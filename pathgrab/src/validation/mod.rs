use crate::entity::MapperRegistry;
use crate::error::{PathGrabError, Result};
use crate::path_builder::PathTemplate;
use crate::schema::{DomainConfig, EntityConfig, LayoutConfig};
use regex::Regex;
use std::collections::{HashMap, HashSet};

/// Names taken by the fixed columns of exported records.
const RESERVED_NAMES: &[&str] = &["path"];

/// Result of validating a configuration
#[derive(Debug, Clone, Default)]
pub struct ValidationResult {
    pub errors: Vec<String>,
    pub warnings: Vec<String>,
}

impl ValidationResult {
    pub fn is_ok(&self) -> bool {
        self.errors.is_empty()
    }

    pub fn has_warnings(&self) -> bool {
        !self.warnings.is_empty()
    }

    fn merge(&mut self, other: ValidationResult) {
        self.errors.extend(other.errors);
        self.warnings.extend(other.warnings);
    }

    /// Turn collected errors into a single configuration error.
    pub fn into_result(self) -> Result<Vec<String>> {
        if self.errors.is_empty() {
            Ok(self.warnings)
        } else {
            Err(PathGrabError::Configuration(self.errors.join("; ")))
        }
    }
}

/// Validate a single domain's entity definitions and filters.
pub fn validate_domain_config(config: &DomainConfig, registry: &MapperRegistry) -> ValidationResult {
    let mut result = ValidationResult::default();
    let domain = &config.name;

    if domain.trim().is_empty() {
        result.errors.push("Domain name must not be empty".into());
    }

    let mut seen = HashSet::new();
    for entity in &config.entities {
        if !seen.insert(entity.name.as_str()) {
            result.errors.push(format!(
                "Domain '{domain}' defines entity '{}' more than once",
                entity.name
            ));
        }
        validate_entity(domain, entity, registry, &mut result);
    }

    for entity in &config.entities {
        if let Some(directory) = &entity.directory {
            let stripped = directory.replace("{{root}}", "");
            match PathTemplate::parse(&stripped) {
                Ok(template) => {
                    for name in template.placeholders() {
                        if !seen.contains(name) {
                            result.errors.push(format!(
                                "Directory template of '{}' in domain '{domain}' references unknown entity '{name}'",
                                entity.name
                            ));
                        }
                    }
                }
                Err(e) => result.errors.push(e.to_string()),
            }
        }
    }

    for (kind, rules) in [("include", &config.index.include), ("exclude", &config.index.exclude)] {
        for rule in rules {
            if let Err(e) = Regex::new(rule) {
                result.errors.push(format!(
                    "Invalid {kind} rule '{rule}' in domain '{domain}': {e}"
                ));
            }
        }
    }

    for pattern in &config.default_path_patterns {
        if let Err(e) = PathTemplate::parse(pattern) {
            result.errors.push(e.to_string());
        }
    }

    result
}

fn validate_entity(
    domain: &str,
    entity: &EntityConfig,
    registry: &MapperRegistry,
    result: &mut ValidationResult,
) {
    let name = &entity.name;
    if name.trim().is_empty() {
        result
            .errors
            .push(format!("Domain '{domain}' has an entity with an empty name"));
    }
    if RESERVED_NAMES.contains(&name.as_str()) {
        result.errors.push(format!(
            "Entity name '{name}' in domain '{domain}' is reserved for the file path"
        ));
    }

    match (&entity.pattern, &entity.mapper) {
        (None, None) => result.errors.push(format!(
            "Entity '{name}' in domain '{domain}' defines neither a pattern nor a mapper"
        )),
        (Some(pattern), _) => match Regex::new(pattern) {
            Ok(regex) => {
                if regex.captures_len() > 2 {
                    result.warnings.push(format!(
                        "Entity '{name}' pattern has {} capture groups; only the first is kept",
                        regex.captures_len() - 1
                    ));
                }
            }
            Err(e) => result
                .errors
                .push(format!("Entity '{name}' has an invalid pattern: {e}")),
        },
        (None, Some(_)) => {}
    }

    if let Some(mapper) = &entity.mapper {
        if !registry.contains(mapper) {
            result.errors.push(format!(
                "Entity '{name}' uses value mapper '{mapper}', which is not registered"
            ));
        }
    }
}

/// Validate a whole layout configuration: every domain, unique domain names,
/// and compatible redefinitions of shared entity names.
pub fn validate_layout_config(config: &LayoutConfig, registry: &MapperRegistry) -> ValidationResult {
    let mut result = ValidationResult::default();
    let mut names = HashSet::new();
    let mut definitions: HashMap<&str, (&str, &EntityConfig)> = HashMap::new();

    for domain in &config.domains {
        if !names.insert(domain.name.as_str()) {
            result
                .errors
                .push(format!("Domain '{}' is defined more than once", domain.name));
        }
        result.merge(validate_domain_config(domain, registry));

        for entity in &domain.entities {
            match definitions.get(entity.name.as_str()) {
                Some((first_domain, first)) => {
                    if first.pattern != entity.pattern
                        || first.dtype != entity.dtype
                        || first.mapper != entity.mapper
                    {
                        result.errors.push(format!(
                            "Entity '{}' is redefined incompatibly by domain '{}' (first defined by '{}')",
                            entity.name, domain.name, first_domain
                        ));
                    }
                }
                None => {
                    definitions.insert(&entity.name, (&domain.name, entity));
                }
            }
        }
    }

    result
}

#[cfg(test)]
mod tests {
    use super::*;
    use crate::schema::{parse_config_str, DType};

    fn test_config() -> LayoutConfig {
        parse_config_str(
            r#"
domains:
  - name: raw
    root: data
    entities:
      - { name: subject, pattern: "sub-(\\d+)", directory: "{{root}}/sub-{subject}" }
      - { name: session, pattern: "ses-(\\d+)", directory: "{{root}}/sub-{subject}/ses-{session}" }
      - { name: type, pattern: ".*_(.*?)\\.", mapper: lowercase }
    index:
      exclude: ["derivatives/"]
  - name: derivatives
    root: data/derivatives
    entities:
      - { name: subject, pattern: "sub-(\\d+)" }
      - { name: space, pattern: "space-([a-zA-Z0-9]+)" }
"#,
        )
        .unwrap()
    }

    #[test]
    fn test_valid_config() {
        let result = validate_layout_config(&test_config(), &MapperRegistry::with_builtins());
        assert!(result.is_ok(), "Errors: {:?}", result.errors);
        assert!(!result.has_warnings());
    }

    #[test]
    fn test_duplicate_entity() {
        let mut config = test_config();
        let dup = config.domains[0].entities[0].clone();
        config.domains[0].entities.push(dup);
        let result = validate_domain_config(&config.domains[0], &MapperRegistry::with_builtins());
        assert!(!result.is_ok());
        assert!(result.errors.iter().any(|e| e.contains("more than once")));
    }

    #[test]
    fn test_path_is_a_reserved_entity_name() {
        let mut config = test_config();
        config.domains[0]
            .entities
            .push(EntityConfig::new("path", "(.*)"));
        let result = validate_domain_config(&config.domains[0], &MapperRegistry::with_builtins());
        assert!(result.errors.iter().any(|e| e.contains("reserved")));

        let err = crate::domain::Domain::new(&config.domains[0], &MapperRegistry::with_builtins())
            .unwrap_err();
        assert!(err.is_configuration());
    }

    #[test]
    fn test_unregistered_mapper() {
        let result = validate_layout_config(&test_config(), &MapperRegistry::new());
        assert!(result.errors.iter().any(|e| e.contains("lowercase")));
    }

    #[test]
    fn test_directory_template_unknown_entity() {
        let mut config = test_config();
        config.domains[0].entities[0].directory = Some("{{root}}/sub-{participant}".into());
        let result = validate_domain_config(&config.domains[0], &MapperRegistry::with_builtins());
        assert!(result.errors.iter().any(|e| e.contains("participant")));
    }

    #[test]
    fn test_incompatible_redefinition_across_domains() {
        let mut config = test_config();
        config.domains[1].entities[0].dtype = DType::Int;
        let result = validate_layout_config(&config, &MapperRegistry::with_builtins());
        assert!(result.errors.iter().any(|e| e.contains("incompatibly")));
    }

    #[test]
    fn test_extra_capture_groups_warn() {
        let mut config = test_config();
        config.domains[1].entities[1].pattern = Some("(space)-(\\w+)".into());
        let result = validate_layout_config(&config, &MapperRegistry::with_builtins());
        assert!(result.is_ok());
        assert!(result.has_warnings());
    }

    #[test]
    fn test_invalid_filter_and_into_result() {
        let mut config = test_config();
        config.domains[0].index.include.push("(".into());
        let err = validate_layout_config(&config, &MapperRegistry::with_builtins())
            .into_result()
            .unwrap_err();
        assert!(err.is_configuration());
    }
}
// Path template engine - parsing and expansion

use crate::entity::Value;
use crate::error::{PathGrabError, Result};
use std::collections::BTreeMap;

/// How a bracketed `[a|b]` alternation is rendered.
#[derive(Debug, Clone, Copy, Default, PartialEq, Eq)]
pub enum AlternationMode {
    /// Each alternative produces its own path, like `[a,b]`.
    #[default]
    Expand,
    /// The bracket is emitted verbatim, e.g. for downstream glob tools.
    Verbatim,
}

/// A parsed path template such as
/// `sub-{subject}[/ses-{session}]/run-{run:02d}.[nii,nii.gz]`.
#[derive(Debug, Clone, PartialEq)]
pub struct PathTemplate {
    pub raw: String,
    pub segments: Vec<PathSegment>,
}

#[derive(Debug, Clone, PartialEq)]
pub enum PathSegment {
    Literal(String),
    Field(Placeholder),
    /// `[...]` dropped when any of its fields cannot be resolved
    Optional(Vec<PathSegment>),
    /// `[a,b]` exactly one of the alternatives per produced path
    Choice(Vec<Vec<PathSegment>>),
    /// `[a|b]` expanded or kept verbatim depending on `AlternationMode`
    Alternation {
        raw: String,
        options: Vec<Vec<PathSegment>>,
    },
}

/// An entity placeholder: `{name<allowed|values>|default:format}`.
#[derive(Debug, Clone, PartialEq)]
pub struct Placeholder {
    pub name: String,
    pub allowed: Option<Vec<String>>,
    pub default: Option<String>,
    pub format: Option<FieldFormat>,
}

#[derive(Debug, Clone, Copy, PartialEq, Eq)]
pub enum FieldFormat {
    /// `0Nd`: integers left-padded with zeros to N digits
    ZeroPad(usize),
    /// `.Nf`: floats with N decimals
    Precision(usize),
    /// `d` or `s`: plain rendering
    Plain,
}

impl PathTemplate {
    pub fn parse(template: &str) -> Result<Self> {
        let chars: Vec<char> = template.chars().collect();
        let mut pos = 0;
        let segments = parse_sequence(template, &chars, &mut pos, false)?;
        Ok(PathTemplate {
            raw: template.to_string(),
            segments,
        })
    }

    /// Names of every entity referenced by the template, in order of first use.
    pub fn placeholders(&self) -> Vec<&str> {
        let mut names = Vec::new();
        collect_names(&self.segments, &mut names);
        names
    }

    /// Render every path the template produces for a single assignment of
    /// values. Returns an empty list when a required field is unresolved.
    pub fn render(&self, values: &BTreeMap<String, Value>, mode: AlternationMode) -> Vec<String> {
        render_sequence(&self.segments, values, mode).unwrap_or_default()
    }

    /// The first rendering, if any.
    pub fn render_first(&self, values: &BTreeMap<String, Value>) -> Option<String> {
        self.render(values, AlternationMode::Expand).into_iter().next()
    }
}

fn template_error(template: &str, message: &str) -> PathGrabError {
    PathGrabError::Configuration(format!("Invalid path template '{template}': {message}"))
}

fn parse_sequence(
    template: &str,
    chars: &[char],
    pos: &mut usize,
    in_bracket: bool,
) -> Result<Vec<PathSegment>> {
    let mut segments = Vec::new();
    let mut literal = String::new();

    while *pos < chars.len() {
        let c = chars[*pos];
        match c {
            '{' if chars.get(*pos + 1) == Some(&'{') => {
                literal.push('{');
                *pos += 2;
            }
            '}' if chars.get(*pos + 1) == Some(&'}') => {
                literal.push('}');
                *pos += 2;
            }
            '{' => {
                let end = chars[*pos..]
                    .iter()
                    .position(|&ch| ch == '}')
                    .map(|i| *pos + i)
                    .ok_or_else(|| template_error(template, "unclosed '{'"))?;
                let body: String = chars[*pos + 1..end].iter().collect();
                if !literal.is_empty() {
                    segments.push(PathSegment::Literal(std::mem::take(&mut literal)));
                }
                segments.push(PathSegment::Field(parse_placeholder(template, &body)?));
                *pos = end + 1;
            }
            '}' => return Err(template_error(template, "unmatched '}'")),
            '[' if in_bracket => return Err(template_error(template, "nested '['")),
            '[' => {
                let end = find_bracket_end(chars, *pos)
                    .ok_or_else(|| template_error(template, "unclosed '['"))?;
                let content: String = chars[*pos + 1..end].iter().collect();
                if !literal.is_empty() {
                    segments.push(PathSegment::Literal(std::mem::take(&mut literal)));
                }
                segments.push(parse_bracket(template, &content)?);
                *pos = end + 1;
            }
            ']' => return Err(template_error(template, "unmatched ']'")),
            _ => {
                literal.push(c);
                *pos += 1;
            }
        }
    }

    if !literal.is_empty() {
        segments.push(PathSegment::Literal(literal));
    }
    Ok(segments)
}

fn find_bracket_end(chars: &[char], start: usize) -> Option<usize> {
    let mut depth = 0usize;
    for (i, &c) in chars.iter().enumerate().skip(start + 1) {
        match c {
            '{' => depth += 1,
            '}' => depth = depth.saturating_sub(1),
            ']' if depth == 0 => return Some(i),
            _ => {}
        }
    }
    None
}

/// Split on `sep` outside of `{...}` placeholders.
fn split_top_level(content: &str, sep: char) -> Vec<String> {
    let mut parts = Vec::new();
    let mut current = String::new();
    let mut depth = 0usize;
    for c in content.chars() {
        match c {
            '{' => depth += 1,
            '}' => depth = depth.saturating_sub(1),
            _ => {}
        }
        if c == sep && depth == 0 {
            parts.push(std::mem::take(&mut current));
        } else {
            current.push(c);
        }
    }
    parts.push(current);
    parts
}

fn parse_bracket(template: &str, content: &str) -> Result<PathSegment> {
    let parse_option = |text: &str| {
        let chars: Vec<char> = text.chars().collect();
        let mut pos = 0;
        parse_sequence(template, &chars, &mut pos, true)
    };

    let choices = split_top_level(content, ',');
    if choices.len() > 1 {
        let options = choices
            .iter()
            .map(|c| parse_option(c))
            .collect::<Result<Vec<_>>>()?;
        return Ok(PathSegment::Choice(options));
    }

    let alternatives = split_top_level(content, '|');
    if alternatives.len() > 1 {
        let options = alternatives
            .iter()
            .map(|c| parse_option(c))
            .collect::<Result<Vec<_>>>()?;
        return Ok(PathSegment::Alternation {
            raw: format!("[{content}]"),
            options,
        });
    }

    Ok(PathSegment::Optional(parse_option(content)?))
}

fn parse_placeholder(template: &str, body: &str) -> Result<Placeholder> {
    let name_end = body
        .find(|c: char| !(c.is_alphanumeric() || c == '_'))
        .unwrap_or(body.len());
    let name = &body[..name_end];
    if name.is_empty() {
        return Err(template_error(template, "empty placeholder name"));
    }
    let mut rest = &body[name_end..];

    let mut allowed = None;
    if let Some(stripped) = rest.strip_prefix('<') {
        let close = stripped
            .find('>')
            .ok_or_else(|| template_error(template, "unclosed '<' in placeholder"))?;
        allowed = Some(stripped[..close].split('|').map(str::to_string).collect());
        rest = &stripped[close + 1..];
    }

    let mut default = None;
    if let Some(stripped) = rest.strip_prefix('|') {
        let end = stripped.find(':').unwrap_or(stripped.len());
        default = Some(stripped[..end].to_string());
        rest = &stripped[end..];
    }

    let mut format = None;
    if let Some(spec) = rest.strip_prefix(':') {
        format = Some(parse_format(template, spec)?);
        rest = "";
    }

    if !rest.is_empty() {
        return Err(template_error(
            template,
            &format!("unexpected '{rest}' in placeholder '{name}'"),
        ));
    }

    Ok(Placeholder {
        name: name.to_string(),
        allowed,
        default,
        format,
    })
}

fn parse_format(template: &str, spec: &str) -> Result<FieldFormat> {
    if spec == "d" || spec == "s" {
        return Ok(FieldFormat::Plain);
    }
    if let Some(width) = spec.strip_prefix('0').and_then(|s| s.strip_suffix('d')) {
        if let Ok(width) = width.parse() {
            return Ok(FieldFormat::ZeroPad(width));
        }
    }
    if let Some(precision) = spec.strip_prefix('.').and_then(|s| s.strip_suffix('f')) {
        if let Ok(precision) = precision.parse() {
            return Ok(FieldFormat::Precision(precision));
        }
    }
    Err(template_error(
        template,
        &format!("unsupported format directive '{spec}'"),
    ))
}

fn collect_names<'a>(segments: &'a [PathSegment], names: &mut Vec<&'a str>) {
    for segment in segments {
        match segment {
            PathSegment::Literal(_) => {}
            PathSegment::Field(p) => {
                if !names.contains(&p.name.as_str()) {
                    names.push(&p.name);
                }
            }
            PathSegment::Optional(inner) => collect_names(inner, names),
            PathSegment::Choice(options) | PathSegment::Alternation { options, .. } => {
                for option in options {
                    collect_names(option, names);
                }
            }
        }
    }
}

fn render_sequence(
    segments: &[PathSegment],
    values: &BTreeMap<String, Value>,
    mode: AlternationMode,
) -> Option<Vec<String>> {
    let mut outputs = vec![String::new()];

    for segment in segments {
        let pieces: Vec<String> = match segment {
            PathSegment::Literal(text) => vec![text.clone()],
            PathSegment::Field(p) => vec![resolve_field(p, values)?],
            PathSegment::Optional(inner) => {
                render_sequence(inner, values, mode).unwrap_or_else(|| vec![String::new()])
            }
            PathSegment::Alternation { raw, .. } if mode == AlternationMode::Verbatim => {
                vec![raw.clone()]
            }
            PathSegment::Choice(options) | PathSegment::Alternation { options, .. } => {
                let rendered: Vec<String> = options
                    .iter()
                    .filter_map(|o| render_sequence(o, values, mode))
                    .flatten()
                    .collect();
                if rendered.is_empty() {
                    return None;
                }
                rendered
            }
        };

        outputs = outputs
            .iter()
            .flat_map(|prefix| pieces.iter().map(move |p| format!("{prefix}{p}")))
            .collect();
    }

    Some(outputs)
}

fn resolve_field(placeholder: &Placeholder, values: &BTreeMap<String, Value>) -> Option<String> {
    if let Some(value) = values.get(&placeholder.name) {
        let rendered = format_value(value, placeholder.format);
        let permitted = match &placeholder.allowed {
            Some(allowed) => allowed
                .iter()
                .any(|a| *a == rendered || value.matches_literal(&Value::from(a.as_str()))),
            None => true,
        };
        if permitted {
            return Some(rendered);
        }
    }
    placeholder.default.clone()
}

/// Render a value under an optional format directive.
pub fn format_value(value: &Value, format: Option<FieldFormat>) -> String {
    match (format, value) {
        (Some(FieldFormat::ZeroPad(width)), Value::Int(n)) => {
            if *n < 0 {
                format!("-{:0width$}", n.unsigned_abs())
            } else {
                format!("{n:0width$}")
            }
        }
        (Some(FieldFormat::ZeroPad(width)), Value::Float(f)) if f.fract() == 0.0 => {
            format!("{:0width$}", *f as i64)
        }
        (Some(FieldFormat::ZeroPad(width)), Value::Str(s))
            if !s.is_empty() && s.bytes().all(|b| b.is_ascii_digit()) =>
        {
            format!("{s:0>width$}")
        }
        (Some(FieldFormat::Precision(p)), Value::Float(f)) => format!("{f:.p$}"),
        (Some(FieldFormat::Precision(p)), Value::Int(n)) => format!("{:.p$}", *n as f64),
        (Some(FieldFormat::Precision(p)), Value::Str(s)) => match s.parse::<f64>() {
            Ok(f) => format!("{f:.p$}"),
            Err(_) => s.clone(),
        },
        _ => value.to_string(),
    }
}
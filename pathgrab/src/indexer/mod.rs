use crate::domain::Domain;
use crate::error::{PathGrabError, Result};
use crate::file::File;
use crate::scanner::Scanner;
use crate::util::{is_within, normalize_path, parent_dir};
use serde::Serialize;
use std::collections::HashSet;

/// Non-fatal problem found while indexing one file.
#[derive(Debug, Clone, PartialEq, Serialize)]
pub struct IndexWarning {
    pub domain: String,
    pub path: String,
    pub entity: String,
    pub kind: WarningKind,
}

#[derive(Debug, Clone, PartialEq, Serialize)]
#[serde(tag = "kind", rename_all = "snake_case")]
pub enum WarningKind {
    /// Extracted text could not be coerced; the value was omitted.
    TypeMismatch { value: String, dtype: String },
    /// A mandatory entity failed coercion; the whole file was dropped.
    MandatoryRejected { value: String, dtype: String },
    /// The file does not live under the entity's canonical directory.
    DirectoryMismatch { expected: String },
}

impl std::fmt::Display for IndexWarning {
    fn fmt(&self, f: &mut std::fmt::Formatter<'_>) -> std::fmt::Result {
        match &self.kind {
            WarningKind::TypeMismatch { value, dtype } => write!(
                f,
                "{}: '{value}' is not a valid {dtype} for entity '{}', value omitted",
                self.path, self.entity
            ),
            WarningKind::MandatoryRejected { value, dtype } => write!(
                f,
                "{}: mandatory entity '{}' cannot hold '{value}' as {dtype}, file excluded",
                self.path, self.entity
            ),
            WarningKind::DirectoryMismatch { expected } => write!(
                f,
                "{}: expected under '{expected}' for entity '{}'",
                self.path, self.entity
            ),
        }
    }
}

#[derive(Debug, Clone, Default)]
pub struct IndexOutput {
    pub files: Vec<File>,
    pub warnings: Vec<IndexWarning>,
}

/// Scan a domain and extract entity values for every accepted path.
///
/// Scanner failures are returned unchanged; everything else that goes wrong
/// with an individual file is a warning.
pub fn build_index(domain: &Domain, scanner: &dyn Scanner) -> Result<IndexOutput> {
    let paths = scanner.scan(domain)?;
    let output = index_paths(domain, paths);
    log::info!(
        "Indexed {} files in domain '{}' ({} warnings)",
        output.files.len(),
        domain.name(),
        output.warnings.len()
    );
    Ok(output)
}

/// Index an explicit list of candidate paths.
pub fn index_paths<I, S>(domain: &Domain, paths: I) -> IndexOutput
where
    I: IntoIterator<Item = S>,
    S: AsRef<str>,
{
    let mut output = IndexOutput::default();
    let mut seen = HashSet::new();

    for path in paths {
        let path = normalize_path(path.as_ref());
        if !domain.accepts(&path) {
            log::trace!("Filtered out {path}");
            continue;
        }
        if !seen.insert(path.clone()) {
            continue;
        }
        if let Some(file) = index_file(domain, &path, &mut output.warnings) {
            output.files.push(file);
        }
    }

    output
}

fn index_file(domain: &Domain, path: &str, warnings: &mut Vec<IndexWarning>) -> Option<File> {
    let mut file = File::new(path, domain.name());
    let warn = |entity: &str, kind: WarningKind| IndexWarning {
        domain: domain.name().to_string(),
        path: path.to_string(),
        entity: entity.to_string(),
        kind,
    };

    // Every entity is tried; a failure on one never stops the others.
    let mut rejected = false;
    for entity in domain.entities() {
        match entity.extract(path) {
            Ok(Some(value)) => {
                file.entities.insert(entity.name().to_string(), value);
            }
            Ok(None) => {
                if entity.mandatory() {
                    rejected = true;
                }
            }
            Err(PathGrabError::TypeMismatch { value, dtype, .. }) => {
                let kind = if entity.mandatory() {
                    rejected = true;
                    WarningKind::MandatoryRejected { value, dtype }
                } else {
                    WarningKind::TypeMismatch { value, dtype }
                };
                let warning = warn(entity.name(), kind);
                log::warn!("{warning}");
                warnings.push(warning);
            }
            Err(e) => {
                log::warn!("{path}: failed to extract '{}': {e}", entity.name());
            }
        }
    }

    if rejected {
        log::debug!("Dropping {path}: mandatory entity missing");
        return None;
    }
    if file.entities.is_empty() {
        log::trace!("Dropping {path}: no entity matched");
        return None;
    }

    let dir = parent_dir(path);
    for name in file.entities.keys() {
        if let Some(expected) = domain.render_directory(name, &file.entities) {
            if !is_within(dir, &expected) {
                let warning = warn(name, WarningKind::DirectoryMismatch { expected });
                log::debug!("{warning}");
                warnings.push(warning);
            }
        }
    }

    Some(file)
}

Directions for this task: For the word "PathTemplate", please say how many lines in the entries hold it, with only the number as the reply.

Answer for the task: 6